São Paulo - Nem bem terminou a comemoração pela conquista da medalha de prata na Copa do Mundo de vôlei, e o técnico Zé Roberto já estava preocupado. Os meses que antecedem a Olimpíada de Pequim serão difíceis para a seleção brasileira. O Grand Prix, mais desgastante competição da modalidade (disputado na Ásia em meio a muitas viagens), terminará a apenas três semanas dos Jogos. Voltar ao Brasil para logo depois viajar à China é muito desgastante fisicamente. Por outro lado, a cabeça das jogadoras pode sofrer demais com quase três meses longe da família.
A fragilidade psicológica é um dos problemas que o treinador tem tentado sanar no time. ''Foi um ano muito difícil. Precisamos planejar o próximo ano, que terá, inclusive, o Grand Prix. O importante é que o Brasil chegue em condições de conquistar o seu objetivo em Pequim. Tenho sentimento de alegria pela classificação e, ao mesmo tempo, de frustração por não ter sido campeão. Tínhamos time para isso. Mas a Itália está muito certinha e é o time a ser batido'', afirmou ele.
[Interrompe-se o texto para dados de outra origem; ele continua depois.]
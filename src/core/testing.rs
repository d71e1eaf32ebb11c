//! In-memory `Transport` for unit tests

use std::collections::HashMap;
use std::path::Path;
use std::sync::atomic::{AtomicUsize, Ordering};

use url::Url;

use crate::core::error::{Error, Result};
use crate::core::transport::Transport;

enum Resource {
    Page(String),
    File(Vec<u8>),
    ShortFile { data: Vec<u8>, announced: u64 },
    Failing(String),
}

/// Serves registered URLs from memory and counts calls. Unregistered URLs
/// fail like a 404.
#[derive(Default)]
pub struct FakeTransport {
    resources: HashMap<String, Resource>,
    page_fetches: AtomicUsize,
    file_fetches: AtomicUsize,
}

impl FakeTransport {
    pub fn new() -> Self {
        Self::default()
    }

    pub fn page(mut self, url: &str, html: &str) -> Self {
        self.resources.insert(url.to_string(), Resource::Page(html.to_string()));
        self
    }

    pub fn file(mut self, url: &str, data: &[u8]) -> Self {
        self.resources.insert(url.to_string(), Resource::File(data.to_vec()));
        self
    }

    /// A file whose body ends before the announced length
    pub fn short_file(mut self, url: &str, data: &[u8], announced: u64) -> Self {
        self.resources.insert(
            url.to_string(),
            Resource::ShortFile {
                data: data.to_vec(),
                announced,
            },
        );
        self
    }

    pub fn fail(mut self, url: &str, message: &str) -> Self {
        self.resources.insert(url.to_string(), Resource::Failing(message.to_string()));
        self
    }

    pub fn page_fetches(&self) -> usize {
        self.page_fetches.load(Ordering::SeqCst)
    }

    pub fn file_fetches(&self) -> usize {
        self.file_fetches.load(Ordering::SeqCst)
    }

    fn lookup(&self, url: &Url) -> Result<&Resource> {
        match self.resources.get(url.as_str()) {
            Some(Resource::Failing(message)) => Err(Error::NetworkError(message.clone())),
            Some(resource) => Ok(resource),
            None => Err(Error::HttpError(format!("404 Not Found for {url}"))),
        }
    }
}

impl Transport for FakeTransport {
    async fn fetch_page(&self, url: &Url) -> Result<String> {
        self.page_fetches.fetch_add(1, Ordering::SeqCst);
        match self.lookup(url)? {
            Resource::Page(html) => Ok(html.clone()),
            Resource::File(data) | Resource::ShortFile { data, .. } => {
                Ok(String::from_utf8_lossy(data).into_owned())
            }
            Resource::Failing(_) => unreachable!("failing resources are handled by lookup"),
        }
    }

    async fn fetch_to_file(&self, url: &Url, dest: &Path) -> Result<u64> {
        self.file_fetches.fetch_add(1, Ordering::SeqCst);
        let (data, announced) = match self.lookup(url)? {
            Resource::Page(html) => (html.as_bytes(), None),
            Resource::File(data) => (data.as_slice(), None),
            Resource::ShortFile { data, announced } => (data.as_slice(), Some(*announced)),
            Resource::Failing(_) => unreachable!("failing resources are handled by lookup"),
        };

        tokio::fs::write(dest, data).await?;

        match announced {
            Some(expected) if (data.len() as u64) < expected => Err(Error::ContentTooShort {
                expected,
                received: data.len() as u64,
            }),
            _ => Ok(data.len() as u64),
        }
    }
}
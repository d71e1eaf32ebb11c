//! # Index-crawler CLI
//!
//! Command-line interface for the index-crawler library.
//! Provides a wget-like interface for mirroring HTTP directory listings.

use std::time::Duration;

use anyhow::Context;
use clap::Parser;
use index_crawler::{CrawlOptions, TransportConfig};
use log::{error, LevelFilter};
use url::Url;

mod cli;

/// Command-line interface for index-crawler
#[derive(Parser)]
#[command(name = "index-crawler")]
#[command(about = "Mirror HTTP directory listings (\"Index of ...\") to local storage")]
#[command(long_about = "Downloads a single file, or recursively mirrors a directory listing:
  index-crawler http://host/pub/file.iso            # Save file.iso in the current directory
  index-crawler http://host/pub/ mirror             # Recreate /pub/ under ./mirror
  index-crawler http://host/pub/ --dry-run          # Show what would be downloaded

Entries that cannot be reached are skipped; any other error stops the crawl.")]
#[command(version = env!("INDEX_CRAWLER_VERSION"))]
struct Cli {
    /// URL of a file or of a directory listing page
    url: String,

    /// Destination path (defaults to the last path segment of the URL)
    output: Option<String>,

    /// Walk the remote tree without creating directories or downloading files
    #[arg(long)]
    dry_run: bool,

    /// Enable verbose logging
    #[arg(short, long)]
    verbose: bool,

    /// Overall per-request timeout in seconds (0 disables it)
    #[arg(long, default_value_t = 30)]
    timeout: u64,

    /// Connection timeout in seconds
    #[arg(long, default_value_t = 10)]
    connect_timeout: u64,

    /// User-Agent header sent with every request
    #[arg(long)]
    user_agent: Option<String>,
}

impl Cli {
    fn transport_config(&self) -> TransportConfig {
        let mut config = TransportConfig {
            timeout: (self.timeout > 0).then(|| Duration::from_secs(self.timeout)),
            connect_timeout: Duration::from_secs(self.connect_timeout),
            ..Default::default()
        };
        if let Some(ref user_agent) = self.user_agent {
            config.user_agent = user_agent.clone();
        }
        config
    }
}

/// Resolve the destination path from CLI arguments
fn resolve_output(target_url: &Url, output: Option<&str>) -> String {
    match output {
        Some(path) if !path.is_empty() => path.to_string(),
        _ => index_crawler::default_destination(target_url),
    }
}

#[tokio::main]
async fn main() {
    if let Err(e) = run().await {
        error!("❌ Error: {e:#}");
        std::process::exit(1);
    }
}

async fn run() -> anyhow::Result<()> {
    let cli = Cli::parse();

    // Initialize logging to stderr; RUST_LOG takes precedence over --verbose
    let level = if cli.verbose { LevelFilter::Debug } else { LevelFilter::Info };
    env_logger::Builder::new()
        .filter_level(level)
        .parse_default_env()
        .target(env_logger::Target::Stderr)
        .init();

    if cli.verbose {
        eprintln!("🕸️  Index-crawler v{} starting...", env!("INDEX_CRAWLER_VERSION"));
    }

    let url = Url::parse(cli.url.trim())
        .with_context(|| format!("'{}' is not an absolute URL", cli.url))?;
    let output = resolve_output(&url, cli.output.as_deref());

    if cli.dry_run {
        eprintln!("🔍 [DRY RUN] Would mirror: {} to {output}", url);
    } else {
        eprintln!("📁 Saving to: {output}");
    }

    let progress = cli::ProgressManager::new(&format!("🌐 Crawling {}", url));
    let options = CrawlOptions {
        dry_run: cli.dry_run,
        on_event: Some(progress.callback()),
    };

    let result =
        index_crawler::download_with_options(url.as_str(), &output, &cli.transport_config(), options).await;

    match result {
        Ok(()) => {
            progress.finish();
            Ok(())
        }
        Err(e) => {
            progress.pb.abandon();
            Err(e.into())
        }
    }
}

#[cfg(test)]
mod tests {
    use super::*;

    #[test]
    fn test_resolve_output_auto() {
        let url = Url::parse("http://host/pub/linux/").unwrap();
        assert_eq!(resolve_output(&url, None), "linux");
        assert_eq!(resolve_output(&url, Some("")), "linux");
    }

    #[test]
    fn test_resolve_output_custom() {
        let url = Url::parse("http://host/pub/linux/").unwrap();
        assert_eq!(resolve_output(&url, Some("mirror")), "mirror");
    }

    #[test]
    fn test_transport_config_from_flags() {
        let cli = Cli::parse_from([
            "index-crawler",
            "http://host/",
            "--timeout",
            "0",
            "--connect-timeout",
            "3",
            "--user-agent",
            "mirror-bot/1.0",
        ]);
        let config = cli.transport_config();

        assert_eq!(config.timeout, None);
        assert_eq!(config.connect_timeout, Duration::from_secs(3));
        assert_eq!(config.user_agent, "mirror-bot/1.0");
    }
}
//! Error types for index-crawler
//!
//! Hard errors abort the whole traversal. An unreachable URL is not an error:
//! the classifier reports it as `UrlKind::Unreachable` and the branch is pruned.

use std::fmt;
use std::path::PathBuf;

/// Why a file transfer failed
#[derive(Debug, Clone, Copy, PartialEq, Eq)]
pub enum TransferReason {
    /// The body ended before `Content-Length` bytes arrived
    ShortContent,
    /// Any other transport or filesystem failure
    Other,
}

/// Main error type for index-crawler operations
#[derive(Debug)]
pub enum Error {
    /// Downloading a file to its destination failed
    Transfer {
        url: String,
        path: PathBuf,
        reason: TransferReason,
        cause: Box<Error>,
    },

    /// The destination directory could not be created, or a non-directory occupies it
    DirectoryCreation {
        path: PathBuf,
        source: std::io::Error,
    },

    /// A URL already classified as a directory could not be fetched again for listing
    ListingFetch {
        url: String,
        cause: Box<Error>,
    },

    /// Fewer body bytes than announced by `Content-Length`
    ContentTooShort {
        expected: u64,
        received: u64,
    },

    /// HTTP-specific error (non-success status, malformed response)
    HttpError(String),

    /// Network connectivity issues (connect failure, timeout)
    NetworkError(String),

    /// File I/O error
    IoError(std::io::Error),

    /// Invalid URL or configuration
    InvalidInput(String),
}

impl Error {
    /// Wraps a transfer failure with the URL and destination it concerned.
    pub fn transfer(url: impl Into<String>, path: impl Into<PathBuf>, cause: Error) -> Self {
        let reason = match cause {
            Error::ContentTooShort { .. } => TransferReason::ShortContent,
            _ => TransferReason::Other,
        };
        Error::Transfer {
            url: url.into(),
            path: path.into(),
            reason,
            cause: Box::new(cause),
        }
    }

    /// Wraps a failure to re-fetch a directory listing.
    pub fn listing_fetch(url: impl Into<String>, cause: Error) -> Self {
        Error::ListingFetch {
            url: url.into(),
            cause: Box::new(cause),
        }
    }
}

impl fmt::Display for Error {
    fn fmt(&self, f: &mut fmt::Formatter<'_>) -> fmt::Result {
        match self {
            Error::Transfer { url, path, reason: TransferReason::ShortContent, .. } => {
                write!(
                    f,
                    "Couldn't download file from '{}' to '{}': file content too short",
                    url,
                    path.display()
                )
            }
            Error::Transfer { url, path, reason: TransferReason::Other, cause } => {
                write!(
                    f,
                    "Couldn't download file from '{}' to '{}': {}",
                    url,
                    path.display(),
                    cause
                )
            }
            Error::DirectoryCreation { path, source } => {
                write!(f, "Couldn't create directory '{}': {}", path.display(), source)
            }
            Error::ListingFetch { url, cause } => {
                write!(f, "Couldn't list directory '{}': {}", url, cause)
            }
            Error::ContentTooShort { expected, received } => {
                write!(f, "Content too short: expected {} bytes, received {}", expected, received)
            }
            Error::HttpError(msg) => {
                write!(f, "HTTP error: {}", msg)
            }
            Error::NetworkError(msg) => {
                write!(f, "Network error: {}", msg)
            }
            Error::IoError(err) => {
                write!(f, "I/O error: {}", err)
            }
            Error::InvalidInput(msg) => {
                write!(f, "Invalid input: {}", msg)
            }
        }
    }
}

impl std::error::Error for Error {
    fn source(&self) -> Option<&(dyn std::error::Error + 'static)> {
        match self {
            Error::Transfer { cause, .. } | Error::ListingFetch { cause, .. } => Some(cause.as_ref()),
            Error::DirectoryCreation { source, .. } => Some(source),
            Error::IoError(err) => Some(err),
            _ => None,
        }
    }
}

impl From<std::io::Error> for Error {
    fn from(err: std::io::Error) -> Self {
        Error::IoError(err)
    }
}

impl From<reqwest::Error> for Error {
    fn from(err: reqwest::Error) -> Self {
        if err.is_connect() || err.is_timeout() {
            Error::NetworkError(err.to_string())
        } else {
            Error::HttpError(err.to_string())
        }
    }
}

impl From<url::ParseError> for Error {
    fn from(err: url::ParseError) -> Self {
        Error::InvalidInput(err.to_string())
    }
}

/// Convenience result type for index-crawler operations
pub type Result<T> = std::result::Result<T, Error>;

#[cfg(test)]
mod tests {
    use super::*;
    use std::error::Error as _;

    #[test]
    fn test_transfer_reason_from_cause() {
        let short = Error::transfer(
            "http://host/a.bin",
            "/tmp/out/a.bin",
            Error::ContentTooShort { expected: 10, received: 4 },
        );
        match short {
            Error::Transfer { reason, .. } => assert_eq!(reason, TransferReason::ShortContent),
            other => panic!("Expected Transfer, got {other:?}"),
        }

        let other = Error::transfer(
            "http://host/a.bin",
            "/tmp/out/a.bin",
            Error::HttpError("404 Not Found".to_string()),
        );
        match other {
            Error::Transfer { reason, .. } => assert_eq!(reason, TransferReason::Other),
            other => panic!("Expected Transfer, got {other:?}"),
        }
    }

    #[test]
    fn test_transfer_message_names_url_and_path() {
        let err = Error::transfer(
            "http://host/a.bin",
            "/tmp/out/a.bin",
            Error::HttpError("500 Internal Server Error".to_string()),
        );
        let message = err.to_string();
        assert!(message.contains("http://host/a.bin"));
        assert!(message.contains("/tmp/out/a.bin"));
        assert!(message.contains("500"));
        assert!(err.source().is_some());
    }

    #[test]
    fn test_short_content_message() {
        let err = Error::transfer(
            "http://host/a.bin",
            "/tmp/out/a.bin",
            Error::ContentTooShort { expected: 10, received: 4 },
        );
        assert!(err.to_string().contains("too short"));
    }
}
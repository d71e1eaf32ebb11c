//! CLI-specific utilities for index-crawler
//!
//! This module contains code specific to the command-line interface,
//! separate from the core library functionality.

pub mod progress;

pub use progress::ProgressManager;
Ontem, o Brasil não conseguiu manter o ritmo do jogo anterior, que havia lhe colocado matematicamente na Olimpíada - bastava entrar em quadra diante das anfitriãs para confirmar a vaga. Mas, mesmo com mais dificuldade, bateu o Japão por 3 sets a 1 (25/16, 23/25, 25/ 18 e 25/18), assegurou a prata e igualou seus melhores resultados já obtidos em Copas do Mundo - vice em 1995 e 2003. A Itália foi a campeã, com os EUA em terceiro lugar. Ambos irão à Olimpíada chinesa.